Telecom stocks come in all risk and potential reward flavors. In one corner, you have the incumbent local exchange carriers like Frontier Communications (NASDAQ:FTR): hungry regional players trying to stay afloat in an era where smartphones are replacing landlines and even corporate communication systems. In the other corner, you have the behemoths, led by AT&T (NYSE:T) and its massive push into satellite television and content.

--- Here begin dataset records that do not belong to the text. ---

//! Configuration loader and validator for the rotation service.
use serde::{Deserialize, Serialize};
use std::fs;
use std::path::Path;
use thiserror::Error;

#[derive(Debug, Error)]
pub enum ConfigError {
    #[error("I/O error: {0}")]
    Io(#[from] std::io::Error),
    #[error("YAML parse error: {0}")]
    Parse(#[from] serde_yaml::Error),
    #[error("Invalid configuration: {0}")]
    Invalid(&'static str),
}

/// Root configuration struct mirroring the YAML schema exactly.
#[derive(Debug, Clone, Serialize, Deserialize, PartialEq, Eq)]
pub struct Config {
    pub app: App,
    pub storage: Storage,
    pub renderer: Renderer,
}

/// App-level settings.
#[derive(Debug, Clone, Serialize, Deserialize, PartialEq, Eq)]
pub struct App {
    pub data_dir: String,
    pub bind_addr: String,
}

/// Object-storage settings. `base_url` points at an S3-compatible object
/// HTTP API; `key_prefix` namespaces every uploaded object.
#[derive(Debug, Clone, Serialize, Deserialize, PartialEq, Eq)]
pub struct Storage {
    pub base_url: String,
    pub bucket: String,
    pub token: String,
    pub key_prefix: String,
}

/// Headless-browser renderer settings.
#[derive(Debug, Clone, Serialize, Deserialize, PartialEq, Eq)]
pub struct Renderer {
    pub browser_bin: String,
}

impl Config {
    /// Ensure required directories exist (creates `app.data_dir` if missing).
    pub fn ensure_dirs(&self) -> Result<(), std::io::Error> {
        if self.app.data_dir.trim().is_empty() {
            return Ok(());
        }
        fs::create_dir_all(&self.app.data_dir)
    }
}

/// Load configuration from a YAML file and validate it.
/// - If `path` is None, uses `config.yaml` in the current working directory.
pub fn load(path: Option<&Path>) -> Result<Config, ConfigError> {
    let path = path.unwrap_or_else(|| Path::new("config.yaml"));
    let content = fs::read_to_string(path)?;
    let cfg: Config = serde_yaml::from_str(&content)?;
    validate(&cfg)?;
    Ok(cfg)
}

/// Validate a configuration instance.
fn validate(cfg: &Config) -> Result<(), ConfigError> {
    if cfg.app.data_dir.trim().is_empty() {
        return Err(ConfigError::Invalid("app.data_dir must be non-empty"));
    }
    if cfg.app.bind_addr.trim().is_empty() {
        return Err(ConfigError::Invalid("app.bind_addr must be non-empty"));
    }

    if cfg.storage.base_url.trim().is_empty() {
        return Err(ConfigError::Invalid("storage.base_url must be non-empty"));
    }
    if cfg.storage.bucket.trim().is_empty() {
        return Err(ConfigError::Invalid("storage.bucket must be non-empty"));
    }
    if cfg.storage.token.trim().is_empty() {
        return Err(ConfigError::Invalid("storage.token must be non-empty"));
    }

    if cfg.renderer.browser_bin.trim().is_empty() {
        return Err(ConfigError::Invalid(
            "renderer.browser_bin must be non-empty",
        ));
    }

    Ok(())
}

/// Example YAML configuration, also used as a fixture in tests.
pub fn example() -> &'static str {
    r#"app:
  data_dir: "./data"
  bind_addr: "0.0.0.0:8080"

storage:
  base_url: "https://storage.example.com/storage/v1"
  bucket: "social-posts"
  token: "YOUR_STORAGE_SERVICE_TOKEN"
  key_prefix: "rotations"

renderer:
  browser_bin: "chromium"
"#
}

#[cfg(test)]
mod tests {
    use super::*;
    use std::io::Write;
    use tempfile::tempdir;

    #[test]
    fn parse_example_ok() {
        let cfg: Config = serde_yaml::from_str(example()).unwrap();
        validate(&cfg).unwrap();
    }

    #[test]
    fn invalid_storage_token() {
        let mut cfg: Config = serde_yaml::from_str(example()).unwrap();
        cfg.storage.token = "".into();
        let err = validate(&cfg).unwrap_err();
        match err {
            ConfigError::Invalid(msg) => assert!(msg.contains("storage.token")),
            _ => panic!("wrong error"),
        }
    }

    #[test]
    fn invalid_bucket_and_base_url() {
        let mut cfg: Config = serde_yaml::from_str(example()).unwrap();
        cfg.storage.bucket = "".into();
        let err = validate(&cfg).unwrap_err();
        match err {
            ConfigError::Invalid(msg) => assert!(msg.contains("storage.bucket")),
            _ => panic!("wrong error"),
        }

        let mut cfg: Config = serde_yaml::from_str(example()).unwrap();
        cfg.storage.base_url = " ".into();
        assert!(matches!(validate(&cfg), Err(ConfigError::Invalid(_))));
    }

    #[test]
    fn invalid_browser_bin() {
        let mut cfg: Config = serde_yaml::from_str(example()).unwrap();
        cfg.renderer.browser_bin = "".into();
        let err = validate(&cfg).unwrap_err();
        match err {
            ConfigError::Invalid(msg) => assert!(msg.contains("browser_bin")),
            _ => panic!("wrong error"),
        }
    }

    #[test]
    fn ensure_dirs_creates_data_dir() {
        let td = tempdir().unwrap();
        let data_path = td.path().join("data");
        let mut cfg: Config = serde_yaml::from_str(example()).unwrap();
        cfg.app.data_dir = data_path.to_string_lossy().to_string();
        cfg.ensure_dirs().unwrap();
        assert!(data_path.exists());
    }

    #[test]
    fn load_from_file_ok() {
        let td = tempdir().unwrap();
        let p = td.path().join("config.yaml");
        let mut f = fs::File::create(&p).unwrap();
        f.write_all(example().as_bytes()).unwrap();
        let cfg = load(Some(&p)).unwrap();
        assert_eq!(cfg.storage.bucket, "social-posts");
        assert_eq!(cfg.app.bind_addr, "0.0.0.0:8080");
    }
}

Pitting Frontier against AT&T may not seem like much of a fight, but both stocks are presently out of favor. Frontier has taken a beating, and its move to suspended its previously juicy payouts in February has effectively chased away income investors. The stock has shed more than half of its value over the past year. AT&T is holding up relatively better, but it's still hanging on to a double-digit percentage loss this year, trading 11% lower year to date (and that includes its chunky quarterly dividend checks). Neither stock is perfect, though one is clearly more imperfect than the other. Let's size up both out-of-favor carriers to see which one is worthy of your portfolio.
How these telecoms stack up
Frontier Communications is in a bad place right now. It has rattled off 14 consecutive quarterly deficits attributable to its shareholders, and analysts don't see a return to profitability anytime soon. Revenue continues to decline both sequentially and year over year. Subscribers keep bolting: Its total accounts have shrunk to 4.667 million from 5.058 million a year earlier. Frontier is experiencing defections from both consumers and corporate customers.
AT&T may not be the picture of organic growth. Operating revenue has declined slightly for seven straight quarters. However, AT&T remains very profitable, shells out a sustainable dividend every three months, and it actually boosted its bottom-line guidance in its latest quarter.
Neither company is -- pardon the pun -- phoning it in. Frontier and AT&T have turned to beefy acquisitions to find new outlets for growth. As bad as things appear for Frontier, it could actually be a lot worse. It has just completed its plan to realize $350 million in cost-saving synergies, and it's targeting enhancements that could boost annual EBITDA by $500 million come the end of 2020. AT&T has made some huge acquisitions, including DIRECTV and more recently closing on its purchase of Time Warner.
I know where I'm siding on this debate of which stock is the better buy. I became an AT&T shareholder earlier this year, and as the stock declined, I added to the position. The yield now stands just north of 6%, and AT&T is making more than enough money to keep its distributions going and growing. Frontier is taking some painful yet necessary steps to preserve capital, but there's only so much money you can squeeze out of operations when customers are moving on. It will be great if Frontier can crank out $500 million more in EBITDA in two years, but will that be enough to offset its iffy fundamentals? There is some appeal for risk-tolerant investors to buy into Frontier, but AT&T is where a chunky yield will reward patient investors as the telco giant puts its huge puzzle pieces together in the coming years.